# My New GTR...Thank you to all Involved :)



## RJJ (Aug 11, 2012)

I am so chuffed this weekend. I went to see my new car for the 1st time yesterday after a long wait, and was blown away! Its being delivered in the next few days :clap: 

Huge thanks to Chris Batho and Andy Middlehurst (Middlehurst Nissan) for looking after me so well, and for fitting everything very carefully for me :bowdown1:

Jurgen of JM Imports for getting me the wheels and the HKS Y pipe, excellent customer service, always helpful, just a great guy :thumbsup:

Adrey from Specialized performance, for looking after my order as a few people wanted it, got in there 1st  

Lastly Chris from Griffiths Detailing :bowdown1: for producing the amazing, fantastic results on my paintwork and everywhere else on the car. 

Cannot recommend him highly enough, always happy to help and great reviews on detailing world.

It has been a long wait, but I have made a few friends above and will hopefully attend some meets this year.

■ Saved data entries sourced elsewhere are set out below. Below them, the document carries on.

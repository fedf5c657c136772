use std::path::{Path, PathBuf};

use indexmap::IndexMap;
use machinist_domain::{
    CloudInit, Container, ContainerName, CustomFile, CustomFileOp, EnsureState, Image, ImageKind,
    ImageName, Profile, ProfileName, RunState, VerifyMode,
};
use tracing::{debug, warn};

use crate::error::StoreError;
use crate::raw::{
    RawCloudInitFile, RawContainer, RawCustomFile, RawImage, RawImageFile, RawNodeFile,
    RawProfile, RawProfileFile,
};

/// Load every `images/*.yaml` file under `dir`. Per-file failures are logged
/// and skipped; the remaining images still load (§4.3 partial-failure rule).
pub fn load_images(dir: &Path) -> IndexMap<ImageName, Image> {
    let mut out = IndexMap::new();
    for path in yaml_files(dir) {
        match read_yaml::<RawImageFile>(&path) {
            Ok(raw_file) => {
                for (name, raw) in raw_file {
                    match convert_image(&name, raw, &path) {
                        Ok(image) => {
                            out.insert(image.name.clone(), image);
                        }
                        Err(e) => warn!("skipping image '{name}' in {}: {e}", path.display()),
                    }
                }
                debug!("loaded images from {}", path.display());
            }
            Err(e) => warn!("error loading {}: {e}", path.display()),
        }
    }
    out
}

/// Load every `profiles/*.yaml` file under `dir`.
pub fn load_profiles(dir: &Path) -> IndexMap<ProfileName, Profile> {
    let mut out = IndexMap::new();
    for path in yaml_files(dir) {
        match read_yaml::<RawProfileFile>(&path) {
            Ok(raw_file) => {
                for (name, raw) in raw_file {
                    let profile = convert_profile(&name, raw);
                    out.insert(profile.name.clone(), profile);
                }
                debug!("loaded profiles from {}", path.display());
            }
            Err(e) => warn!("error loading {}: {e}", path.display()),
        }
    }
    out
}

/// Load every `cloud-init/*.yaml` file under `dir` as a namespace of named
/// templates. These are never returned to callers directly — they exist only
/// to be deep-merged into container-level cloud-init overrides.
pub fn load_cloud_init_templates(dir: &Path) -> IndexMap<String, CloudInit> {
    let mut out = IndexMap::new();
    for path in yaml_files(dir) {
        match read_yaml::<RawCloudInitFile>(&path) {
            Ok(raw_file) => {
                for (name, raw) in raw_file {
                    out.insert(
                        name,
                        CloudInit {
                            meta_data: raw.meta_data,
                            user_data: raw.user_data,
                            network_config: raw.network_config,
                            template: None,
                        },
                    );
                }
                debug!("loaded cloud-init templates from {}", path.display());
            }
            Err(e) => warn!("error loading {}: {e}", path.display()),
        }
    }
    out
}

/// Load every `nodes/*.yaml` file under `dir`, resolving each container's
/// `cloud_init.template` reference (if any) against `templates` via deep
/// merge before the container record is constructed (§3, §4.3).
pub fn load_containers(
    dir: &Path,
    templates: &IndexMap<String, CloudInit>,
) -> IndexMap<ContainerName, Container> {
    let mut out = IndexMap::new();
    for path in yaml_files(dir) {
        match read_yaml::<RawNodeFile>(&path) {
            Ok(raw_file) => {
                for (name, raw) in raw_file.containers {
                    match convert_container(&name, raw, templates) {
                        Ok(container) => {
                            out.insert(container.name.clone(), container);
                        }
                        Err(e) => warn!("skipping container '{name}' in {}: {e}", path.display()),
                    }
                }
                debug!("loaded containers from {}", path.display());
            }
            Err(e) => warn!("error loading {}: {e}", path.display()),
        }
    }
    out
}

fn yaml_files(dir: &Path) -> Vec<PathBuf> {
    if !dir.is_dir() {
        return Vec::new();
    }
    let mut files: Vec<PathBuf> = match std::fs::read_dir(dir) {
        Ok(entries) => entries
            .flatten()
            .map(|e| e.path())
            .filter(|p| p.extension().map_or(false, |ext| ext == "yaml" || ext == "yml"))
            .collect(),
        Err(_) => Vec::new(),
    };
    files.sort();
    files
}

fn read_yaml<T: serde::de::DeserializeOwned>(path: &Path) -> Result<T, StoreError> {
    let content = std::fs::read_to_string(path).map_err(|e| StoreError::Io {
        path: path.display().to_string(),
        source: e,
    })?;
    serde_yaml::from_str(&content).map_err(|e| StoreError::YamlParse {
        path: path.display().to_string(),
        source: e,
    })
}

fn convert_image(name: &str, raw: RawImage, path: &Path) -> Result<Image, StoreError> {
    let kind = parse_image_kind(&raw.kind, path)?;
    let verify = parse_verify_mode(&raw.verify, path)?;
    let custom_files = raw
        .custom_files
        .into_iter()
        .map(|cf| convert_custom_file(cf, path))
        .collect::<Result<Vec<_>, _>>()?;

    let image = Image {
        name: ImageName::new(name),
        kind,
        source: raw.source,
        verify,
        custom_files,
    };
    image.validate()?;
    Ok(image)
}

fn convert_custom_file(raw: RawCustomFile, path: &Path) -> Result<CustomFile, StoreError> {
    let op = match raw.op.as_str() {
        "absent" => CustomFileOp::Absent,
        "link" => CustomFileOp::Link,
        other => {
            return Err(StoreError::Conversion {
                path: path.display().to_string(),
                message: format!("unknown custom_file op '{other}'"),
            })
        }
    };
    Ok(CustomFile {
        path: PathBuf::from(raw.path),
        op,
        target: raw.target.map(PathBuf::from),
    })
}

fn convert_profile(name: &str, raw: RawProfile) -> Profile {
    Profile {
        name: ProfileName::new(name),
        machine_config_body: raw.machine_config_body,
        unit_override_body: raw.unit_override_body,
    }
}

fn convert_container(
    name: &str,
    raw: RawContainer,
    templates: &IndexMap<String, CloudInit>,
) -> Result<Container, StoreError> {
    let ensure = match raw.ensure.as_deref() {
        None => EnsureState::Present,
        Some("present") => EnsureState::Present,
        Some("absent") => EnsureState::Absent,
        Some(other) => {
            return Err(StoreError::Conversion {
                path: name.to_string(),
                message: format!("unknown ensure value '{other}'"),
            })
        }
    };
    let state = match raw.state.as_deref() {
        None => RunState::Running,
        Some("running") => RunState::Running,
        Some("stopped") => RunState::Stopped,
        Some(other) => {
            return Err(StoreError::Conversion {
                path: name.to_string(),
                message: format!("unknown state value '{other}'"),
            })
        }
    };

    let cloud_init = raw.cloud_init.map(|ci| {
        let overrides = CloudInit {
            meta_data: ci.meta_data,
            user_data: ci.user_data,
            network_config: ci.network_config,
            template: ci.template.clone(),
        };
        match ci.template.as_deref().and_then(|t| templates.get(t)) {
            Some(template) => template.merged_with(&overrides),
            None => overrides,
        }
    });

    Ok(Container {
        name: ContainerName::new(name),
        image: ImageName::new(raw.image),
        profile: raw.profile.map(ProfileName::new).unwrap_or(ProfileName::new("isolated")),
        ensure,
        state,
        autostart: raw.autostart.unwrap_or(true),
        cloud_init,
    })
}

fn parse_image_kind(s: &str, path: &Path) -> Result<ImageKind, StoreError> {
    match s {
        "tar" => Ok(ImageKind::Tar),
        "raw" => Ok(ImageKind::Raw),
        other => Err(StoreError::Conversion {
            path: path.display().to_string(),
            message: format!("unknown image kind '{other}'"),
        }),
    }
}

fn parse_verify_mode(s: &str, path: &Path) -> Result<VerifyMode, StoreError> {
    match s {
        "signature" => Ok(VerifyMode::Signature),
        "checksum" => Ok(VerifyMode::Checksum),
        "none" | "no" => Ok(VerifyMode::None),
        other => Err(StoreError::Conversion {
            path: path.display().to_string(),
            message: format!("unknown verify mode '{other}'"),
        }),
    }
}

#[cfg(test)]
mod tests {
    use super::*;
    use std::io::Write;

    fn write_file(dir: &Path, name: &str, contents: &str) {
        let mut f = std::fs::File::create(dir.join(name)).unwrap();
        f.write_all(contents.as_bytes()).unwrap();
    }

    #[test]
    fn loads_images_and_skips_bad_ones() {
        let tmp = tempfile::tempdir().unwrap();
        write_file(
            tmp.path(),
            "a.yaml",
            "good:\n  kind: tar\n  source: https://example.test/x.tar\n  verify: signature\nbad:\n  kind: nonsense\n  source: x\n",
        );
        let images = load_images(tmp.path());
        assert_eq!(images.len(), 1);
        assert!(images.contains_key(&ImageName::new("good")));
    }

    #[test]
    fn container_template_merge_via_loader() {
        let tmp = tempfile::tempdir().unwrap();
        write_file(
            tmp.path(),
            "t.yaml",
            "base:\n  meta_data:\n    a: 1\n  user_data: \"A\"\n",
        );
        let templates = load_cloud_init_templates(tmp.path());

        let nodes = tempfile::tempdir().unwrap();
        write_file(
            nodes.path(),
            "n.yaml",
            "containers:\n  c1:\n    image: img\n    cloud_init:\n      template: base\n      meta_data:\n        b: 2\n",
        );
        let containers = load_containers(nodes.path(), &templates);
        let c1 = containers.get(&ContainerName::new("c1")).unwrap();
        let ci = c1.cloud_init.as_ref().unwrap();
        assert_eq!(ci.meta_data["a"], serde_json::json!(1));
        assert_eq!(ci.meta_data["b"], serde_json::json!(2));
        assert_eq!(ci.user_data, "A");
    }
}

(Pics, Chris took for me after the GTechniq detail)














































Thank you all


----------



## andrew186 (May 3, 2010)

looks great, love that steering wheel!


----------



## toffs gtr (Apr 16, 2012)

That is one great looking gtr good luck with it.Love the combination of the wheels, colour and steering wheel:smokin:


----------



## MD7 (May 7, 2011)

Looks awesome!!!


----------



## pwpro (Jun 6, 2009)

Well done fella she looks loverly !!


----------



## Jm-Imports (Feb 12, 2007)

pleasure to have helped in this ravin and anything you need , you know am just email/call away.

thanks


----------



## RJJ (Aug 11, 2012)

Thankyou Guys for the kind words. 

I am absolutely over the moon of how it ended up, since I have never decided to put aftermarket parts on any of my cars and this one is a perfect example of what happens when you go on forums lol.

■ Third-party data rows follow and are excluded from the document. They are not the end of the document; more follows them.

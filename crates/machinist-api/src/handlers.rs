use axum::extract::connect_info::ConnectInfo;
use axum::extract::State;
use axum::Json;
use machinist_domain::{ContainerName, ImageName};
use serde::Deserialize;
use serde_json::{json, Value};
use tracing::{debug, warn};

use crate::auth::{is_privileged, PeerUid};
use crate::error::{ApiError, CommandResponse};
use crate::state::AppState;

#[derive(Debug, Deserialize)]
pub struct CommandRequest {
    pub command: String,
    #[serde(default)]
    pub args: Value,
}

pub async fn health() -> &'static str {
    "ok"
}

/// `POST /command` (§4.9, §6): the single REST entry point. Always returns
/// HTTP 200 with a `{success, data?, error?}` envelope — malformed JSON
/// bodies never reach this handler, axum's `Json` extractor rejects those
/// with its own 4xx before the body is parsed.
pub async fn post_command(
    State(state): State<AppState>,
    ConnectInfo(peer): ConnectInfo<PeerUid>,
    Json(body): Json<CommandRequest>,
) -> Json<CommandResponse> {
    debug!(command = %body.command, "dispatching command");

    if is_privileged(&body.command) && !peer.is_root() {
        warn!(command = %body.command, "denied privileged command for non-root peer");
        return Json(ApiError::PermissionDenied.into());
    }

    match dispatch(&state, &body.command, &body.args).await {
        Ok(data) => Json(CommandResponse::ok(data)),
        Err(e) => {
            warn!(command = %body.command, error = %e, "command failed");
            Json(e.into())
        }
    }
}

async fn dispatch(state: &AppState, command: &str, args: &Value) -> Result<Value, ApiError> {
    match command {
        "status" => handle_status(state, args).await,
        "list" => handle_list(state, args).await,
        "spawn" => handle_spawn(state, args).await,
        "stop" => handle_lifecycle(state, args, Lifecycle::Stop).await,
        "start" => handle_lifecycle(state, args, Lifecycle::Start).await,
        "restart" => handle_lifecycle(state, args, Lifecycle::Restart).await,
        "remove" => handle_lifecycle(state, args, Lifecycle::Remove).await,
        "exec" => handle_exec(state, args).await,
        "reconcile" => handle_reconcile(state).await,
        "reload" => handle_reload(state).await,
        "image_pull" => handle_image_pull(state, args).await,
        "validate" => handle_validate(state).await,
        other => Err(ApiError::UnknownCommand(other.to_string())),
    }
}

fn required_str<'a>(args: &'a Value, field: &str) -> Result<&'a str, ApiError> {
    args.get(field)
        .and_then(Value::as_str)
        .filter(|s| !s.is_empty())
        .ok_or_else(|| ApiError::BadArgument(field.to_string()))
}

async fn handle_status(state: &AppState, args: &Value) -> Result<Value, ApiError> {
    if let Some(name) = args.get("name").and_then(Value::as_str) {
        let status = state
            .reconciler
            .get_container_status(&ContainerName::new(name))
            .await?;
        let mut containers = serde_json::Map::new();
        containers.insert(name.to_string(), serde_json::to_value(status).unwrap());
        return Ok(json!({ "containers": containers }));
    }

    let statuses = state.reconciler.get_all_container_statuses().await;
    let containers: serde_json::Map<String, Value> = statuses
        .into_iter()
        .map(|(name, status)| (name.as_str().to_string(), serde_json::to_value(status).unwrap()))
        .collect();
    Ok(json!({
        "agent": { "running": true, "last_reconciliation": state.reconciler.last_pass_at().await },
        "containers": containers,
    }))
}

async fn handle_list(state: &AppState, args: &Value) -> Result<Value, ApiError> {
    let resource_type = args.get("type").and_then(Value::as_str).unwrap_or("all");
    let mut result = serde_json::Map::new();

    if matches!(resource_type, "all" | "images") {
        let images = state.store.list_images().await;
        let map: serde_json::Map<String, Value> = images
            .into_iter()
            .map(|image| (image.name.as_str().to_string(), serde_json::to_value(image).unwrap()))
            .collect();
        result.insert("images".to_string(), Value::Object(map));
    }

    if matches!(resource_type, "all" | "containers") {
        let statuses = state.reconciler.get_all_container_statuses().await;
        let map: serde_json::Map<String, Value> = statuses
            .into_iter()
            .map(|(name, status)| (name.as_str().to_string(), serde_json::to_value(status).unwrap()))
            .collect();
        result.insert("containers".to_string(), Value::Object(map));
    }

    if matches!(resource_type, "all" | "profiles") {
        let profiles = state.store.list_profiles().await;
        let map: serde_json::Map<String, Value> = profiles
            .into_iter()
            .map(|profile| {
                (
                    profile.name.as_str().to_string(),
                    json!({ "name": profile.name.as_str(), "usable": profile.is_usable() }),
                )
            })
            .collect();
        result.insert("profiles".to_string(), Value::Object(map));
    }

    Ok(Value::Object(result))
}

async fn handle_spawn(state: &AppState, args: &Value) -> Result<Value, ApiError> {
    let all = args.get("all").and_then(Value::as_bool).unwrap_or(false);

    if all {
        let mut results = serde_json::Map::new();
        for container in state.store.list_containers().await {
            let name = container.name.clone();
            let outcome = async {
                state.reconciler.create_container(&name).await?;
                state.reconciler.start_container(&name).await?;
                Ok::<(), machinist_reconciler::ReconcileError>(())
            }
            .await;
            let entry = match outcome {
                Ok(()) => json!({ "success": true }),
                Err(e) => json!({ "success": false, "error": e.to_string() }),
            };
            results.insert(name.as_str().to_string(), entry);
        }
        return Ok(json!({ "results": results }));
    }

    let name = ContainerName::new(required_str(args, "name")?);
    state.reconciler.create_container(&name).await?;
    state.reconciler.start_container(&name).await?;
    Ok(json!({ "container": name.as_str(), "created": true }))
}

enum Lifecycle {
    Stop,
    Start,
    Restart,
    Remove,
}

async fn handle_lifecycle(state: &AppState, args: &Value, op: Lifecycle) -> Result<Value, ApiError> {
    let name = ContainerName::new(required_str(args, "name")?);
    let verb = match op {
        Lifecycle::Stop => {
            state.reconciler.stop_container(&name).await?;
            "stopped"
        }
        Lifecycle::Start => {
            state.reconciler.start_container(&name).await?;
            "started"
        }
        Lifecycle::Restart => {
            state.reconciler.restart_container(&name).await?;
            "restarted"
        }
        Lifecycle::Remove => {
            state.reconciler.remove_container(&name).await?;
            "removed"
        }
    };
    let mut result = serde_json::Map::new();
    result.insert("container".to_string(), json!(name.as_str()));
    result.insert(verb.to_string(), json!(true));
    Ok(Value::Object(result))
}

async fn handle_exec(state: &AppState, args: &Value) -> Result<Value, ApiError> {
    let name = ContainerName::new(required_str(args, "name")?);
    let argv: Vec<String> = args
        .get("command")
        .and_then(Value::as_array)
        .ok_or_else(|| ApiError::BadArgument("command".to_string()))?
        .iter()
        .filter_map(|v| v.as_str().map(str::to_string))
        .collect();
    if argv.is_empty() {
        return Err(ApiError::BadArgument("command".to_string()));
    }

    let output = state.reconciler.execute_in_container(&name, &argv).await?;
    Ok(json!({ "exit": output.exit, "stdout": output.stdout, "stderr": output.stderr }))
}

async fn handle_reconcile(state: &AppState) -> Result<Value, ApiError> {
    state.reconciler.reconcile().await?;
    Ok(json!({ "reconciled": true }))
}

async fn handle_reload(state: &AppState) -> Result<Value, ApiError> {
    state.store.load().await?;
    Ok(json!({ "reloaded": true }))
}

async fn handle_image_pull(state: &AppState, args: &Value) -> Result<Value, ApiError> {
    let name = required_str(args, "name")?;
    let image = state
        .store
        .get_image(&ImageName::new(name))
        .await
        .ok_or_else(|| ApiError::BadArgument(format!("image '{name}' not declared")))?;
    state.reconciler.pull_image(&image).await?;
    Ok(json!({ "image": name, "pulled": true }))
}

async fn handle_validate(state: &AppState) -> Result<Value, ApiError> {
    match state.store.load().await {
        Ok(()) => {
            let images = state.store.list_images().await.len();
            let containers = state.store.list_containers().await.len();
            Ok(json!({ "valid": true, "images": images, "containers": containers }))
        }
        Err(e) => Ok(json!({ "valid": false, "error": e.to_string() })),
    }
}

Paul cheers fella, your not far at all from me so am hoping between you & Chris I can keep the GTR like this.


----------



## R35 Boxer (Aug 12, 2012)

That looks really nice, steering wheel is amazing! Is it me or is the bit by the gear surround a different colour?


----------



## martin320 (Aug 29, 2009)

Car looks fantastic!! Wish it were mine :bawling: enjoy it..


----------



## Griffiths Detailing (Jun 1, 2012)

Glad I could help and even more glad you are happy!! Great to meet you and hope you enjoy the car as much as I enjoyed working on it


Chris Griffiths


----------



## SHAM (Oct 15, 2008)

LOOKS HOT !!!


----------



## Jm-Imports (Feb 12, 2007)

Chris Griffiths said:


> Glad I could help and even more glad you are happy!! Great to meet you and hope you enjoy the car as much as I enjoyed working on it
> 
> 
> Chris Griffiths


awesome detail btw chris..


----------



## Johnny G (Aug 10, 2012)

Looks incredible.
I take you're close to the Wirral with using Griffiths Detailing?


----------



## Nedzilla (Feb 10, 2012)

Good to meet you the other day mate and enjoy your car.....when you finally get your hands on it!!

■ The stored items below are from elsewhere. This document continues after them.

#![cfg(test)]

use std::sync::Mutex;

use async_trait::async_trait;
use machinist_driver::{CommandOutput, DriverError, HostDriver, MachineInfo, RunOptions};

/// Records invocations and returns a scripted [`CommandOutput`] for `run`,
/// keyed by the joined command string. Everything else is a configurable
/// canned response, sufficient for provider unit tests that don't need a
/// real host.
pub struct MockDriver {
    pub responses: Mutex<std::collections::HashMap<String, CommandOutput>>,
    pub calls: Mutex<Vec<String>>,
    pub unit_states: Mutex<std::collections::HashMap<String, String>>,
}

impl MockDriver {
    pub fn new() -> Self {
        MockDriver {
            responses: Mutex::new(std::collections::HashMap::new()),
            calls: Mutex::new(Vec::new()),
            unit_states: Mutex::new(std::collections::HashMap::new()),
        }
    }

    pub fn on(&self, cmd: &str, output: CommandOutput) {
        self.responses.lock().unwrap().insert(cmd.to_string(), output);
    }

    pub fn set_unit_state(&self, unit: &str, state: &str) {
        self.unit_states.lock().unwrap().insert(unit.to_string(), state.to_string());
    }
}

pub fn ok(stdout: &str) -> CommandOutput {
    CommandOutput {
        exit: 0,
        stdout: stdout.to_string(),
        stderr: String::new(),
    }
}

fn failed() -> CommandOutput {
    CommandOutput {
        exit: 1,
        stdout: String::new(),
        stderr: "not found".to_string(),
    }
}

/// A non-zero exit with no output, for scripting a resource's absence —
/// e.g. `machinectl show-image` on an image that hasn't been pulled yet.
pub fn absent() -> CommandOutput {
    failed()
}

#[async_trait]
impl HostDriver for MockDriver {
    async fn run(&self, cmd: &[&str], opts: RunOptions) -> Result<CommandOutput, DriverError> {
        let joined = cmd.join(" ");
        self.calls.lock().unwrap().push(joined.clone());
        let output = self
            .responses
            .lock()
            .unwrap()
            .get(&joined)
            .cloned()
            .unwrap_or_else(failed);
        if opts.check && !output.success() {
            return Err(DriverError::CommandFailed {
                cmd: joined,
                exit: output.exit,
                stderr: output.stderr,
            });
        }
        Ok(output)
    }

    async fn reload_daemon(&self) -> Result<(), DriverError> {
        Ok(())
    }

    async fn start_unit(&self, name: &str) -> Result<(), DriverError> {
        self.unit_states.lock().unwrap().insert(name.to_string(), "active".to_string());
        Ok(())
    }

    async fn stop_unit(&self, name: &str) -> Result<(), DriverError> {
        self.unit_states.lock().unwrap().insert(name.to_string(), "inactive".to_string());
        Ok(())
    }

    async fn enable_unit(&self, _name: &str) -> Result<(), DriverError> {
        Ok(())
    }

    async fn disable_unit(&self, _name: &str) -> Result<(), DriverError> {
        Ok(())
    }

    async fn unit_state(&self, name: &str) -> Result<String, DriverError> {
        Ok(self
            .unit_states
            .lock()
            .unwrap()
            .get(name)
            .cloned()
            .unwrap_or_else(|| "inactive".to_string()))
    }

    async fn list_machines(&self) -> Result<Vec<MachineInfo>, DriverError> {
        Ok(Vec::new())
    }
}
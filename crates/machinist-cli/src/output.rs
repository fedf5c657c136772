use serde_json::Value;

/// Render a `status` command's data payload as human-readable text.
pub fn print_status(data: &Value) {
    if let Some(agent) = data.get("agent") {
        let running = agent.get("running").and_then(Value::as_bool).unwrap_or(false);
        let last = agent
            .get("last_reconciliation")
            .and_then(Value::as_str)
            .unwrap_or("never");
        println!("agent: running={running} last_reconciliation={last}");
    }
    print_containers(data.get("containers"));
}

fn print_containers(containers: Option<&Value>) {
    let Some(Value::Object(map)) = containers else { return };
    if map.is_empty() {
        println!("no containers declared");
        return;
    }
    for (name, status) in map {
        println!("{name}: {}", render_status(status));
    }
}

fn render_status(status: &Value) -> String {
    match status {
        Value::String(s) => s.clone(),
        other => other.to_string(),
    }
}

/// Render a `list` command's data payload.
pub fn print_list(data: &Value) {
    if let Some(Value::Object(images)) = data.get("images") {
        println!("images:");
        for (name, image) in images {
            let tag = image.get("tag").and_then(Value::as_str).unwrap_or("?");
            println!("  {name}:{tag}");
        }
    }
    if let Some(Value::Object(containers)) = data.get("containers") {
        println!("containers:");
        for (name, status) in containers {
            println!("  {name}: {}", render_status(status));
        }
    }
    if let Some(Value::Object(profiles)) = data.get("profiles") {
        println!("profiles:");
        for (name, profile) in profiles {
            let usable = profile.get("usable").and_then(Value::as_bool).unwrap_or(false);
            println!("  {name} (usable={usable})");
        }
    }
}

/// Render a `spawn` command's data payload, either the single-container or
/// `all=true` fan-out shape.
pub fn print_spawn(data: &Value) {
    if let Some(Value::Object(results)) = data.get("results") {
        for (name, outcome) in results {
            let success = outcome.get("success").and_then(Value::as_bool).unwrap_or(false);
            if success {
                println!("{name}: spawned");
            } else {
                let error = outcome.get("error").and_then(Value::as_str).unwrap_or("unknown error");
                println!("{name}: failed ({error})");
            }
        }
        return;
    }
    if let Some(name) = data.get("container").and_then(Value::as_str) {
        println!("{name}: spawned");
    }
}

/// Render a `config validate` command's data payload.
pub fn print_validate(data: &Value) {
    let valid = data.get("valid").and_then(Value::as_bool).unwrap_or(false);
    if valid {
        let images = data.get("images").and_then(Value::as_u64).unwrap_or(0);
        let containers = data.get("containers").and_then(Value::as_u64).unwrap_or(0);
        println!("valid: {images} image(s), {containers} container(s) declared");
    } else {
        let error = data.get("error").and_then(Value::as_str).unwrap_or("unknown error");
        println!("invalid: {error}");
    }
}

Fantastic job by chris too,your car looked absolutely stunning.


----------



## RJJ (Aug 11, 2012)

Nedzilla said:


> Good to meet you the other day mate and enjoy your car.....when you finally get your hands on it!!
> 
> Fantastic job by chris too,your car looked absolutely stunning.


Cheers matey, nice having a chat with you. Waiting another week would have killed me lol, should be here by Wednesday.


----------



## dominic1 (Feb 16, 2012)

Fit


----------



## RJJ (Aug 11, 2012)

Johnny G said:


> Looks incredible.
> I take you're close to the Wirral with using Griffiths Detailing?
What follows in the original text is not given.